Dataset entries

▬▬▬

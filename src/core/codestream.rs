// SPDX-License-Identifier: GPL-3.0-or-later
// Copyright (C) 2026 Erik van der Tier

// Code stream with operand backpatching and hex/bin output helpers.

use std::collections::BTreeSet;
use std::io::{self, Write};

use crate::core::encoder::{ByteOrder, OPERAND_WIDTH};
use crate::core::error::FlowErrorKind;

/// Bytes written for an operand whose target is not known yet.
pub const OPERAND_PLACEHOLDER: [u8; 2] = [0xFF, 0xFF];

const ADDRESS_LIMIT: u32 = 0x1_0000;

/// Append-only byte image starting at `origin`.
///
/// Bytes are appended via `emit`/`reserve_operand` and a reserved operand is
/// later overwritten in place, exactly once, by `patch_operand`. The finished
/// image is emitted as Intel HEX or raw binary.
#[derive(Debug, Clone)]
pub struct CodeStream {
    origin: u16,
    byte_order: ByteOrder,
    bytes: Vec<u8>,
    reserved: BTreeSet<u16>,
    patches: usize,
}

impl CodeStream {
    pub fn new(origin: u16, byte_order: ByteOrder) -> Self {
        Self {
            origin,
            byte_order,
            bytes: Vec::new(),
            reserved: BTreeSet::new(),
            patches: 0,
        }
    }

    pub fn origin(&self) -> u16 {
        self.origin
    }

    pub fn byte_order(&self) -> ByteOrder {
        self.byte_order
    }

    /// Current cursor address. Wraps to $0000 once the image ends at $FFFF;
    /// use [`next_address`](Self::next_address) for anything emitted.
    pub fn here(&self) -> u16 {
        self.cursor() as u16
    }

    /// Cursor as a 17-bit value; `0x1_0000` means the address space is full.
    pub fn cursor(&self) -> u32 {
        u32::from(self.origin) + self.bytes.len() as u32
    }

    /// Address the next byte would occupy.
    pub fn next_address(&self) -> Result<u16, FlowErrorKind> {
        let cursor = self.cursor();
        u16::try_from(cursor).map_err(|_| FlowErrorKind::AddressOverflow { address: cursor })
    }

    pub fn bytes(&self) -> &[u8] {
        &self.bytes
    }

    pub fn len(&self) -> usize {
        self.bytes.len()
    }

    pub fn is_empty(&self) -> bool {
        self.bytes.is_empty()
    }

    /// Append `values` and return the address of the first byte.
    pub fn emit(&mut self, values: &[u8]) -> Result<u16, FlowErrorKind> {
        let start = self.here();
        let end = self.cursor() + values.len() as u32;
        if end > ADDRESS_LIMIT {
            return Err(FlowErrorKind::AddressOverflow { address: end });
        }
        self.bytes.extend_from_slice(values);
        tracing::trace!(address = start, len = values.len(), "emit");
        Ok(start)
    }

    /// Append a placeholder operand and record it as awaiting a patch.
    pub fn reserve_operand(&mut self) -> Result<u16, FlowErrorKind> {
        let operand = self.emit(&OPERAND_PLACEHOLDER)?;
        self.reserved.insert(operand);
        tracing::debug!(operand, "reserve operand");
        Ok(operand)
    }

    /// Overwrite a reserved operand with `value`. The cursor does not move.
    pub fn patch_operand(&mut self, operand: u16, value: u16) -> Result<(), FlowErrorKind> {
        let here = self.cursor();
        let end = u32::from(operand) + u32::from(OPERAND_WIDTH);
        if operand < self.origin || end > here {
            return Err(FlowErrorKind::PatchBeyondCursor {
                address: operand,
                here,
            });
        }
        if !self.reserved.remove(&operand) {
            return Err(FlowErrorKind::InvalidPatch { address: operand });
        }
        let idx = usize::from(operand - self.origin);
        let word = self.byte_order.word_bytes(value);
        self.bytes[idx..idx + word.len()].copy_from_slice(&word);
        self.patches += 1;
        tracing::debug!(operand, target = value, "patch operand");
        Ok(())
    }

    /// Reserved operands not patched yet, in address order.
    pub fn unresolved(&self) -> impl Iterator<Item = u16> + '_ {
        self.reserved.iter().copied()
    }

    pub fn unresolved_count(&self) -> usize {
        self.reserved.len()
    }

    /// Number of patches applied so far.
    pub fn patch_count(&self) -> usize {
        self.patches
    }

    /// Read the 16-bit operand stored at `operand`.
    pub fn operand_at(&self, operand: u16) -> Option<u16> {
        let idx = usize::from(operand.checked_sub(self.origin)?);
        let pair = self.bytes.get(idx..idx + 2)?;
        Some(match self.byte_order {
            ByteOrder::Little => u16::from_le_bytes([pair[0], pair[1]]),
            ByteOrder::Big => u16::from_be_bytes([pair[0], pair[1]]),
        })
    }

    /// Write an Intel HEX image. Optional `go_addr` emits a start-address record.
    pub fn write_hex<W: Write>(&self, mut out: W, go_addr: Option<u16>) -> io::Result<()> {
        const LINE_LIMIT: usize = 32;

        for (ix, chunk) in self.bytes.chunks(LINE_LIMIT).enumerate() {
            let line_addr = self.origin.wrapping_add((ix * LINE_LIMIT) as u16);
            let mut checksum = (chunk.len() as u8)
                .wrapping_add((line_addr >> 8) as u8)
                .wrapping_add((line_addr & 0xff) as u8);
            let mut hex_data = String::with_capacity(chunk.len() * 2);
            for val in chunk {
                hex_data.push(hex_digit(val >> 4));
                hex_data.push(hex_digit(val & 0x0f));
                checksum = checksum.wrapping_add(*val);
            }
            checksum = (!checksum).wrapping_add(1);
            writeln!(
                out,
                ":{:02X}{:04X}00{}{:02X}",
                chunk.len(),
                line_addr,
                hex_data,
                checksum
            )?;
        }

        if let Some(addr) = go_addr {
            let mut csum: u8 = 0;
            csum = csum.wrapping_add(4);
            csum = csum.wrapping_add(3);
            csum = csum.wrapping_add((addr >> 8) as u8);
            csum = csum.wrapping_add((addr & 0xff) as u8);
            csum = (!csum).wrapping_add(1);
            writeln!(out, ":040000030000{:04X}{:02X}", addr, csum)?;
        }

        writeln!(out, ":00000001FF")?;
        Ok(())
    }

    /// Write the raw image, starting at the origin.
    pub fn write_bin<W: Write>(&self, mut out: W) -> io::Result<()> {
        out.write_all(&self.bytes)
    }
}

fn hex_digit(val: u8) -> char {
    match val {
        0..=9 => (b'0' + val) as char,
        _ => (b'A' + (val - 10)) as char,
    }
}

▬▬▬

TASK STATEMENT:
If a line in the entries holds the string "writeln", count it, then state the total and nothing more.

ANSWER FOR THIS EXERCISE:
3